Sarepta Therapeutics, Inc. (NASDAQ: SRPT) shares closed at $160.72, up by $37.22 (30.14%) at 4:00 PM EDT. In after-hours trading, the stock increased by $1.74 (1.08%), reaching $162.46 as of 7:59 PM EDT. The day’s trading range was between $157.25 and $173.25, while the 52-week range was $55.25 to $173.25. The trading volume was 14,343,793 shares, significantly higher than the average volume of 1,353,370 shares. Sarepta’s market capitalization during intraday trading stood at $15.192 billion. The stock has a beta of 0.95 over a five-year monthly period, a PE ratio of 373.77, and earnings per share (EPS) of 0.43.
Shares of Sarepta Therapeutics surged by approximately 37% on Friday following the U.S. Food and Drug Administration’s (FDA) expanded approval for its gene therapy, Elevidys, designed for patients with Duchenne muscular dystrophy (DMD). This new approval extends the therapy’s use to patients aged four and older who can walk and grants accelerated approval for those who cannot.

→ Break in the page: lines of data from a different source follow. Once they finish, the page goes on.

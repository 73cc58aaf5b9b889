//! Idempotent stream/consumer declaration.
//!
//! Declaring something that does not exist creates it. Declaring something
//! that exists succeeds only when every declared attribute matches; anything
//! else is a [`HarnessError::Conflict`] and the existing entity is left alone.

use tracing::info;

use crate::domain::{ConsumerInfo, ConsumerSpec, StreamInfo, StreamSpec};
use crate::error::{EntityKind, HarnessError};
use crate::ports::StreamAdmin;

pub async fn ensure_stream(
    admin: &dyn StreamAdmin,
    spec: &StreamSpec,
) -> Result<StreamInfo, HarnessError> {
    info!(stream = spec.name(), "retrieving stream");
    match admin.stream_info(spec.name()).await? {
        Some(existing) => {
            let fields = spec.mismatches(&existing.config);
            if !fields.is_empty() {
                return Err(HarnessError::Conflict {
                    kind: EntityKind::Stream,
                    name: spec.name().to_string(),
                    fields,
                });
            }
            info!(stream = spec.name(), "stream already exists with matching configuration");
            Ok(existing)
        }
        None => {
            let created = admin.create_stream(spec).await?;
            info!(stream = spec.name(), "stream created");
            Ok(created)
        }
    }
}

pub async fn ensure_consumer(
    admin: &dyn StreamAdmin,
    stream: &str,
    spec: &ConsumerSpec,
) -> Result<ConsumerInfo, HarnessError> {
    match admin.consumer_info(stream, spec.name()).await? {
        Some(existing) => {
            let fields = spec.mismatches(&existing.config);
            if !fields.is_empty() {
                return Err(HarnessError::Conflict {
                    kind: EntityKind::Consumer,
                    name: spec.name().to_string(),
                    fields,
                });
            }
            info!(stream, consumer = spec.name(), "consumer already exists with matching configuration");
            Ok(existing)
        }
        None => {
            let created = admin.create_consumer(stream, spec).await?;
            info!(
                stream,
                consumer = %created.name,
                durability = %spec.durability(),
                "added stream consumer {} with subject filter: {}",
                created.name,
                created.config.filter_subject()
            );
            Ok(created)
        }
    }
}

#[cfg(test)]
mod tests {
    use super::*;
    use crate::domain::RetentionPolicy;
    use crate::impls::InMemoryBroker;
    use std::time::Duration;

    fn stream(max_bytes: i64) -> StreamSpec {
        StreamSpec::builder("STREAM_NAME")
            .subject("some.subject")
            .retention(RetentionPolicy::WorkQueue)
            .max_bytes(max_bytes)
            .build()
            .unwrap()
    }

    fn consumer(ack_wait: Duration) -> ConsumerSpec {
        ConsumerSpec::durable("queue-consumer")
            .filter_subject("some.subject")
            .ack_wait(ack_wait)
            .build()
            .unwrap()
    }

    #[tokio::test]
    async fn ensure_stream_twice_returns_same_descriptor() {
        let broker = InMemoryBroker::new();
        let first = ensure_stream(&broker, &stream(10_000_000_000)).await.unwrap();
        let second = ensure_stream(&broker, &stream(10_000_000_000)).await.unwrap();
        assert_eq!(first.config, second.config);
        assert_eq!(second.config.name(), "STREAM_NAME");
    }

    #[tokio::test]
    async fn ensure_stream_with_smaller_max_bytes_conflicts_and_keeps_original() {
        let broker = InMemoryBroker::new();
        ensure_stream(&broker, &stream(10_000_000_000)).await.unwrap();

        let err = ensure_stream(&broker, &stream(5_000_000_000)).await.unwrap_err();
        match err {
            HarnessError::Conflict { kind, fields, .. } => {
                assert_eq!(kind, EntityKind::Stream);
                assert_eq!(fields, vec!["max_bytes"]);
            }
            other => panic!("expected conflict, got {other:?}"),
        }

        let info = broker.stream_info("STREAM_NAME").await.unwrap().unwrap();
        assert_eq!(info.config.max_bytes(), 10_000_000_000);
    }

    #[tokio::test]
    async fn ensure_consumer_is_idempotent() {
        let broker = InMemoryBroker::new();
        ensure_stream(&broker, &stream(-1)).await.unwrap();
        let spec = consumer(Duration::from_secs(2));
        let a = ensure_consumer(&broker, "STREAM_NAME", &spec).await.unwrap();
        let b = ensure_consumer(&broker, "STREAM_NAME", &spec).await.unwrap();
        assert_eq!(a.config, b.config);
        assert_eq!(broker.list_consumers("STREAM_NAME").await.unwrap().len(), 1);
    }

    #[tokio::test]
    async fn ensure_consumer_with_different_ack_wait_conflicts() {
        let broker = InMemoryBroker::new();
        ensure_stream(&broker, &stream(-1)).await.unwrap();
        ensure_consumer(&broker, "STREAM_NAME", &consumer(Duration::from_secs(2)))
            .await
            .unwrap();
        let err = ensure_consumer(&broker, "STREAM_NAME", &consumer(Duration::from_secs(9)))
            .await
            .unwrap_err();
        assert!(err.is_conflict());
    }

    #[tokio::test]
    async fn ensure_consumer_on_missing_stream_fails() {
        let broker = InMemoryBroker::new();
        let err = ensure_consumer(&broker, "NOPE", &consumer(Duration::from_secs(2)))
            .await
            .unwrap_err();
        assert!(matches!(err, HarnessError::NotFound { kind: EntityKind::Stream, .. }));
    }
}
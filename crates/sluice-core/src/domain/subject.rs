//! Subject names and wildcard matching.
//!
//! Subjects are `.`-separated tokens. In a pattern, `*` matches exactly one
//! token and `>` (only as the last token) matches one or more tokens.

/// Is `subject` a well-formed subject or subject pattern?
pub fn is_valid_pattern(subject: &str) -> bool {
    if subject.is_empty() {
        return false;
    }
    let tokens: Vec<&str> = subject.split('.').collect();
    let last = tokens.len() - 1;
    tokens.iter().enumerate().all(|(i, token)| {
        if token.is_empty() || token.chars().any(char::is_whitespace) {
            return false;
        }
        match *token {
            ">" => i == last,
            "*" => true,
            t => !t.contains('*') && !t.contains('>'),
        }
    })
}

/// Is `subject` a concrete subject (no wildcards) that a message can be published to?
pub fn is_valid_literal(subject: &str) -> bool {
    is_valid_pattern(subject) && subject.split('.').all(|t| t != "*" && t != ">")
}

/// Does the concrete `subject` match `pattern`?
pub fn matches(pattern: &str, subject: &str) -> bool {
    let mut pattern_tokens = pattern.split('.');
    let mut subject_tokens = subject.split('.');
    loop {
        match (pattern_tokens.next(), subject_tokens.next()) {
            (Some(">"), Some(_)) => return true,
            (Some("*"), Some(_)) => continue,
            (Some(p), Some(s)) if p == s => continue,
            (None, None) => return true,
            _ => return false,
        }
    }
}

/// Is an entity name (stream or consumer) usable as a subject token?
pub fn is_valid_name(name: &str) -> bool {
    !name.is_empty()
        && !name
            .chars()
            .any(|c| c.is_whitespace() || matches!(c, '.' | '*' | '>' | '/' | '\\'))
}

#[cfg(test)]
mod tests {
    use super::*;
    use rstest::rstest;

    #[rstest]
    #[case::exact("some.subject", "some.subject", true)]
    #[case::different("some.subject", "some.other", false)]
    #[case::star("some.*", "some.subject", true)]
    #[case::star_too_deep("some.*", "some.subject.deep", false)]
    #[case::tail("some.>", "some.subject.deep", true)]
    #[case::tail_needs_a_token("some.>", "some", false)]
    #[case::shorter_pattern("some", "some.subject", false)]
    #[case::star_middle("a.*.c", "a.b.c", true)]
    fn wildcard_matching(#[case] pattern: &str, #[case] subject: &str, #[case] expected: bool) {
        assert_eq!(matches(pattern, subject), expected);
    }

    #[rstest]
    #[case::plain("some.subject", true)]
    #[case::empty("", false)]
    #[case::empty_token("some..subject", false)]
    #[case::tail_not_last("some.>.x", false)]
    #[case::partial_star("so*me", false)]
    #[case::space("some subject", false)]
    fn pattern_validation(#[case] subject: &str, #[case] expected: bool) {
        assert_eq!(is_valid_pattern(subject), expected);
    }

    #[test]
    fn literals_reject_wildcards() {
        assert!(is_valid_literal("some.subject"));
        assert!(!is_valid_literal("some.*"));
        assert!(!is_valid_literal("some.>"));
    }

    #[test]
    fn names_reject_separators() {
        assert!(is_valid_name("STREAM_NAME"));
        assert!(is_valid_name("queue-consumer"));
        assert!(!is_valid_name("bad.name"));
        assert!(!is_valid_name("bad name"));
        assert!(!is_valid_name(""));
    }
}
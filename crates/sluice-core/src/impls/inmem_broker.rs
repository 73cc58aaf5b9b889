//! InMemoryBroker - in-process stand-in for a JetStream server
//!
//! Covers exactly what the harness relies on:
//! - streams capturing subjects (with `*` / `>` wildcards)
//! - limits / interest / work-queue retention, max_bytes with discard old/new, max_age
//! - pull consumers with explicit/all/none ack and ack-wait redelivery
//! - ephemeral consumers reclaimed after their inactivity threshold
//! - a record of every delete-consumer call
//!
//! Time comes from `tokio::time::Instant`, so tests can pause and advance it.

use std::collections::{BTreeMap, BTreeSet};
use std::sync::Arc;
use std::time::Duration;

use async_trait::async_trait;
use chrono::{DateTime, Utc};
use tokio::sync::{Mutex, Notify};
use tokio::time::Instant;
use tracing::debug;

use crate::domain::{
    AckPolicy, ConsumerInfo, ConsumerSpec, DeliverPolicy, DiscardPolicy, Durability, PublishAck,
    ReceivedMessage, RetentionPolicy, StreamInfo, StreamSpec, StreamState,
};
use crate::error::{EntityKind, HarnessError};
use crate::ports::{Delivery, MessageBus, PullSubscription, StreamAdmin};

struct StoredMessage {
    subject: String,
    payload: Vec<u8>,
    stored_at: Instant,
}

/// Delivered, not yet acknowledged.
struct PendingAck {
    deliveries: u32,
    deadline: Instant,
}

struct ConsumerEntry {
    spec: ConsumerSpec,
    created: DateTime<Utc>,
    /// Next stream sequence to consider for first delivery.
    next_seq: u64,
    pending: BTreeMap<u64, PendingAck>,
    /// Acknowledged sequences still present in the stream (interest retention).
    acked: BTreeSet<u64>,
    last_active: Instant,
    /// Expiry of the latest pull request; a waiting pull counts as activity.
    pull_expires: Option<Instant>,
}

impl ConsumerEntry {
    fn is_reclaimable(&self, now: Instant) -> bool {
        let idle_since = self
            .pull_expires
            .map_or(self.last_active, |at| at.max(self.last_active));
        self.spec.durability == Durability::Ephemeral
            && !self.spec.inactive_threshold.is_zero()
            && now.saturating_duration_since(idle_since) >= self.spec.inactive_threshold
    }
}

/// One message handed out by `take_batch`.
struct Handout {
    seq: u64,
    deliveries: u32,
    subject: String,
    payload: Vec<u8>,
}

William Blair analyst Tim Lugo projects Elevidys could generate sales of $3 billion in 2025, peaking at $5 billion in 2027 due to this broader approval. Lugo noted that many patients under the age of four, who are not yet diagnosed, will eventually qualify for treatment, significantly expanding the market for Elevidys.
In 2023, Elevidys achieved sales of $200.4 million, with expectations to rise to $991.91 million this year, according to LSEG data. Duchenne muscular dystrophy, a genetic disorder causing progressive muscle degeneration, affects roughly one in every 3,500 male births globally.
Despite the promising demand and acceptable safety profile of Elevidys, analysts have raised concerns about potential manufacturing and supply chain issues that could limit its availability. According to BMO Capital analyst Kostas Biliouris, the addressable patient population in the U.S. is now approximately 13,000, representing nearly 90% of all DMD patients. Biliouris anticipates Elevidys will dominate the DMD gene therapy market, with no significant competition expected until after 2027.
While RegenxBio is in early to mid-stage trials for a competing gene therapy, Pfizer’s recent late-stage study for a DMD treatment failed. Research firm ResearchandMarkets projects that the global DMD treatment market, including gene therapies and other drugs, will grow to $11.47 billion by 2034.
Sarepta will hold an investor call at 8:30 am ET to discuss the expanded approval. Currently, Elevidys is among the world’s most expensive treatments, listed at $3.2 million. On Friday, Sarepta’s price-to-tangible-book-value ratio stood at 12.52, compared to 1.49 for RegenxBio.